Print, exactly and completely, every entry in the data.

### Dataset excerpts

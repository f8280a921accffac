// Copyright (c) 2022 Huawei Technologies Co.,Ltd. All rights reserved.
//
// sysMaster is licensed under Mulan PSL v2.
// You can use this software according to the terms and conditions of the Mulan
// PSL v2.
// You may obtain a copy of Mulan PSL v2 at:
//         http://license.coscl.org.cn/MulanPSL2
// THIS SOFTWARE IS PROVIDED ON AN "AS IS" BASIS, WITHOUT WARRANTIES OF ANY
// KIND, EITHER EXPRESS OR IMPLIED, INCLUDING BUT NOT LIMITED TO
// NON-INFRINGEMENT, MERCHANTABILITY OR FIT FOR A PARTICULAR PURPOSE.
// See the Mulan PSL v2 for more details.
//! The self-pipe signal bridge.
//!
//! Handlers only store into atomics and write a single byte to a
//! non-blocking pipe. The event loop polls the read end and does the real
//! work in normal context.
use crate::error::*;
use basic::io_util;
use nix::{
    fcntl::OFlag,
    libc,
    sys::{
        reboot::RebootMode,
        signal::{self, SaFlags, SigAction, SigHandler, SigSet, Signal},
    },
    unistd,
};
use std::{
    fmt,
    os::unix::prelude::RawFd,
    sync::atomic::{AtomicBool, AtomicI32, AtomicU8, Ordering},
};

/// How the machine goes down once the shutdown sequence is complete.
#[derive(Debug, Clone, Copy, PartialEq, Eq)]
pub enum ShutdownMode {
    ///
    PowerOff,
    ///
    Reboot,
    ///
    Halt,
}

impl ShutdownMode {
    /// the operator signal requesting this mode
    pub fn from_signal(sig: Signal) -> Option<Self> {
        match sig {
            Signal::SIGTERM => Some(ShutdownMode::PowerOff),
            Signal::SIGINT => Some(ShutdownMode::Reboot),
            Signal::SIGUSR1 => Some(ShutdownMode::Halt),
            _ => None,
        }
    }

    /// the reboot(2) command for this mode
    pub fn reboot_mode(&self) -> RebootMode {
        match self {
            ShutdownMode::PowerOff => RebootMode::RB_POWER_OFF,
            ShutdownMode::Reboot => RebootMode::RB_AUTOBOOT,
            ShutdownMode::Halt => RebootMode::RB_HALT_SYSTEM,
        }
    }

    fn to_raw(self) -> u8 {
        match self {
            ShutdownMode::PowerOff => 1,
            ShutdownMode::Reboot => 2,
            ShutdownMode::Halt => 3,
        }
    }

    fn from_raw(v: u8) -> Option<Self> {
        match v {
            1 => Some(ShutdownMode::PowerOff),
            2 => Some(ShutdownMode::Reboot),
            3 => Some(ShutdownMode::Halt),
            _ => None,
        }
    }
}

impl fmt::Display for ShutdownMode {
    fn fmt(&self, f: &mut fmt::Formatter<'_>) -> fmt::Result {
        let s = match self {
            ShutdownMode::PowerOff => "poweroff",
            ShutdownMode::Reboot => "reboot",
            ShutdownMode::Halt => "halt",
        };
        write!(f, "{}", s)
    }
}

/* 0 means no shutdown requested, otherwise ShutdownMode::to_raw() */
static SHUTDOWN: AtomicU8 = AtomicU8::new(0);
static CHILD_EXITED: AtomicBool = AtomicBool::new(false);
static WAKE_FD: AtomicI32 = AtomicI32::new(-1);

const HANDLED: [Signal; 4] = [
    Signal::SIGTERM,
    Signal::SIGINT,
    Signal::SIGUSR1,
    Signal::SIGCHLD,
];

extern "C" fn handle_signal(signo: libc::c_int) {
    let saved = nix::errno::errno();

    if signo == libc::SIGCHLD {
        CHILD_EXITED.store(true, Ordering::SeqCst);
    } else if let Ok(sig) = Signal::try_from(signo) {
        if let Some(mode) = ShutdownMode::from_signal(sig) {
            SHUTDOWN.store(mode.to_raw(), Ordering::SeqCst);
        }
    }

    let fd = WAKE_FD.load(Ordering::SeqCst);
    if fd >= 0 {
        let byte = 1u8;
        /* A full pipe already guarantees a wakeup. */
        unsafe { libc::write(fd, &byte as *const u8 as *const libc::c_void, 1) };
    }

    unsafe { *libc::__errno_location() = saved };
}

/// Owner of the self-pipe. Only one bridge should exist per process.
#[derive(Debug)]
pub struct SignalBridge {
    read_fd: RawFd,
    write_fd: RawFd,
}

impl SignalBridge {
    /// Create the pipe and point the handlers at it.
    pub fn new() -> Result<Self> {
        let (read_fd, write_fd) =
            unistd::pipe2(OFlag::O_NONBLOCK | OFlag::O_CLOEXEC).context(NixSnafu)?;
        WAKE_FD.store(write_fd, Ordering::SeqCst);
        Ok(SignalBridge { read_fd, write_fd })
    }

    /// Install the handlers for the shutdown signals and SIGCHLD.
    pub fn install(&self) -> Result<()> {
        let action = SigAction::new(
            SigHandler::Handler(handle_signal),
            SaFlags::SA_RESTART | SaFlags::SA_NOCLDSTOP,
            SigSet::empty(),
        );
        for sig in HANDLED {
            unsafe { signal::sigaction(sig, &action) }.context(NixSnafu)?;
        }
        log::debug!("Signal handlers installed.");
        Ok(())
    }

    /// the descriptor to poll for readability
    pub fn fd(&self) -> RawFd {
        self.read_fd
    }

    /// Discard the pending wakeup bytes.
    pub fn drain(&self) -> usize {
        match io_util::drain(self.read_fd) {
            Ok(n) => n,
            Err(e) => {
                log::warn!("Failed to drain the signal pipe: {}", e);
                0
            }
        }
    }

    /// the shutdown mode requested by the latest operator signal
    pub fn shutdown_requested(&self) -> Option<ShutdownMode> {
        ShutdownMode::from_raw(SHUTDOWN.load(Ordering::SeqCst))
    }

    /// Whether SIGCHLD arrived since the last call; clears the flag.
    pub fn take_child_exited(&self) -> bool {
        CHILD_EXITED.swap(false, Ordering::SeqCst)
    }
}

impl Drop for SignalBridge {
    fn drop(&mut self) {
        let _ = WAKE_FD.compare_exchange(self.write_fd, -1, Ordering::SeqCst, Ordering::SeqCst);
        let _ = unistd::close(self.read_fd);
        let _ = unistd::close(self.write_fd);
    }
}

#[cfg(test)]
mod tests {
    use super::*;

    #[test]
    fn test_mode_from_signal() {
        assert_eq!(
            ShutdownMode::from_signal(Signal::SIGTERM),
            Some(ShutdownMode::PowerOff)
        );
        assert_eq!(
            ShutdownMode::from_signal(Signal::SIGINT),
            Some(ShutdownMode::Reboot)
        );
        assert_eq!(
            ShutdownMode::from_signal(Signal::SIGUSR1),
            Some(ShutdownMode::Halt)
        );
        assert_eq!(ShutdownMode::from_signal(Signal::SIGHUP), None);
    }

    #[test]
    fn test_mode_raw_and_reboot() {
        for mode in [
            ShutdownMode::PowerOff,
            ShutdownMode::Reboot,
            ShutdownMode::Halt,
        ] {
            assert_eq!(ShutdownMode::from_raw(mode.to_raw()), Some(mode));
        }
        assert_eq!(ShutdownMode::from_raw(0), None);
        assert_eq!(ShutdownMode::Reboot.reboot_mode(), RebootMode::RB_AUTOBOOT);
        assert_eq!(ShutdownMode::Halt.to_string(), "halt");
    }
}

######

### Exercise result
repository f8280a921accffac
// Copyright (c) 2022 Huawei Technologies Co.,Ltd. All rights reserved.
//
// sysMaster is licensed under Mulan PSL v2.
// You can use this software according to the terms and conditions of the Mulan
// PSL v2.
// You may obtain a copy of Mulan PSL v2 at:
//         http://license.coscl.org.cn/MulanPSL2
// THIS SOFTWARE IS PROVIDED ON AN "AS IS" BASIS, WITHOUT WARRANTIES OF ANY
// KIND, EITHER EXPRESS OR IMPLIED, INCLUDING BUT NOT LIMITED TO
// NON-INFRINGEMENT, MERCHANTABILITY OR FIT FOR A PARTICULAR PURPOSE.
// See the Mulan PSL v2 for more details.
//! The self-pipe signal bridge.
//!
//! Handlers only store into atomics and write a single byte to a
//! non-blocking pipe. The event loop polls the read end and does the real
//! work in normal context.
use crate::error::*;
use basic::io_util;
use nix::{
    fcntl::OFlag,
    libc,
    sys::{
        reboot::RebootMode,
        signal::{self, SaFlags, SigAction, SigHandler, SigSet, Signal},
    },
    unistd,
};
use std::{
    fmt,
    os::unix::prelude::RawFd,
    sync::atomic::{AtomicBool, AtomicI32, AtomicU8, Ordering},
};

/// How the machine goes down once the shutdown sequence is complete.
#[derive(Debug, Clone, Copy, PartialEq, Eq)]
pub enum ShutdownMode {
    ///
    PowerOff,
    ///
    Reboot,
    ///
    Halt,
}

impl ShutdownMode {
    /// the operator signal requesting this mode
    pub fn from_signal(sig: Signal) -> Option<Self> {
        match sig {
            Signal::SIGTERM => Some(ShutdownMode::PowerOff),
            Signal::SIGINT => Some(ShutdownMode::Reboot),
            Signal::SIGUSR1 => Some(ShutdownMode::Halt),
            _ => None,
        }
    }

    /// the reboot(2) command for this mode
    pub fn reboot_mode(&self) -> RebootMode {
        match self {
            ShutdownMode::PowerOff => RebootMode::RB_POWER_OFF,
            ShutdownMode::Reboot => RebootMode::RB_AUTOBOOT,
            ShutdownMode::Halt => RebootMode::RB_HALT_SYSTEM,
        }
    }

    fn to_raw(self) -> u8 {
        match self {
            ShutdownMode::PowerOff => 1,
            ShutdownMode::Reboot => 2,
            ShutdownMode::Halt => 3,
        }
    }

    fn from_raw(v: u8) -> Option<Self> {
        match v {
            1 => Some(ShutdownMode::PowerOff),
            2 => Some(ShutdownMode::Reboot),
            3 => Some(ShutdownMode::Halt),
            _ => None,
        }
    }
}

impl fmt::Display for ShutdownMode {
    fn fmt(&self, f: &mut fmt::Formatter<'_>) -> fmt::Result {
        let s = match self {
            ShutdownMode::PowerOff => "poweroff",
            ShutdownMode::Reboot => "reboot",
            ShutdownMode::Halt => "halt",
        };
        write!(f, "{}", s)
    }
}

/* 0 means no shutdown requested, otherwise ShutdownMode::to_raw() */
static SHUTDOWN: AtomicU8 = AtomicU8::new(0);
static CHILD_EXITED: AtomicBool = AtomicBool::new(false);
static WAKE_FD: AtomicI32 = AtomicI32::new(-1);

const HANDLED: [Signal; 4] = [
    Signal::SIGTERM,
    Signal::SIGINT,
    Signal::SIGUSR1,
    Signal::SIGCHLD,
];

extern "C" fn handle_signal(signo: libc::c_int) {
    let saved = nix::errno::errno();

    if signo == libc::SIGCHLD {
        CHILD_EXITED.store(true, Ordering::SeqCst);
    } else if let Ok(sig) = Signal::try_from(signo) {
        if let Some(mode) = ShutdownMode::from_signal(sig) {
            SHUTDOWN.store(mode.to_raw(), Ordering::SeqCst);
        }
    }

    let fd = WAKE_FD.load(Ordering::SeqCst);
    if fd >= 0 {
        let byte = 1u8;
        /* A full pipe already guarantees a wakeup. */
        unsafe { libc::write(fd, &byte as *const u8 as *const libc::c_void, 1) };
    }

    unsafe { *libc::__errno_location() = saved };
}

/// Owner of the self-pipe. Only one bridge should exist per process.
#[derive(Debug)]
pub struct SignalBridge {
    read_fd: RawFd,
    write_fd: RawFd,
}

impl SignalBridge {
    /// Create the pipe and point the handlers at it.
    pub fn new() -> Result<Self> {
        let (read_fd, write_fd) =
            unistd::pipe2(OFlag::O_NONBLOCK | OFlag::O_CLOEXEC).context(NixSnafu)?;
        WAKE_FD.store(write_fd, Ordering::SeqCst);
        Ok(SignalBridge { read_fd, write_fd })
    }

    /// Install the handlers for the shutdown signals and SIGCHLD.
    pub fn install(&self) -> Result<()> {
        let action = SigAction::new(
            SigHandler::Handler(handle_signal),
            SaFlags::SA_RESTART | SaFlags::SA_NOCLDSTOP,
            SigSet::empty(),
        );
        for sig in HANDLED {
            unsafe { signal::sigaction(sig, &action) }.context(NixSnafu)?;
        }
        log::debug!("Signal handlers installed.");
        Ok(())
    }

    /// the descriptor to poll for readability
    pub fn fd(&self) -> RawFd {
        self.read_fd
    }

    /// Discard the pending wakeup bytes.
    pub fn drain(&self) -> usize {
        match io_util::drain(self.read_fd) {
            Ok(n) => n,
            Err(e) => {
                log::warn!("Failed to drain the signal pipe: {}", e);
                0
            }
        }
    }

    /// the shutdown mode requested by the latest operator signal
    pub fn shutdown_requested(&self) -> Option<ShutdownMode> {
        ShutdownMode::from_raw(SHUTDOWN.load(Ordering::SeqCst))
    }

    /// Whether SIGCHLD arrived since the last call; clears the flag.
    pub fn take_child_exited(&self) -> bool {
        CHILD_EXITED.swap(false, Ordering::SeqCst)
    }
}

impl Drop for SignalBridge {
    fn drop(&mut self) {
        let _ = WAKE_FD.compare_exchange(self.write_fd, -1, Ordering::SeqCst, Ordering::SeqCst);
        let _ = unistd::close(self.read_fd);
        let _ = unistd::close(self.write_fd);
    }
}

#[cfg(test)]
mod tests {
    use super::*;

    #[test]
    fn test_mode_from_signal() {
        assert_eq!(
            ShutdownMode::from_signal(Signal::SIGTERM),
            Some(ShutdownMode::PowerOff)
        );
        assert_eq!(
            ShutdownMode::from_signal(Signal::SIGINT),
            Some(ShutdownMode::Reboot)
        );
        assert_eq!(
            ShutdownMode::from_signal(Signal::SIGUSR1),
            Some(ShutdownMode::Halt)
        );
        assert_eq!(ShutdownMode::from_signal(Signal::SIGHUP), None);
    }

    #[test]
    fn test_mode_raw_and_reboot() {
        for mode in [
            ShutdownMode::PowerOff,
            ShutdownMode::Reboot,
            ShutdownMode::Halt,
        ] {
            assert_eq!(ShutdownMode::from_raw(mode.to_raw()), Some(mode));
        }
        assert_eq!(ShutdownMode::from_raw(0), None);
        assert_eq!(ShutdownMode::Reboot.reboot_mode(), RebootMode::RB_AUTOBOOT);
        assert_eq!(ShutdownMode::Halt.to_string(), "halt");
    }
}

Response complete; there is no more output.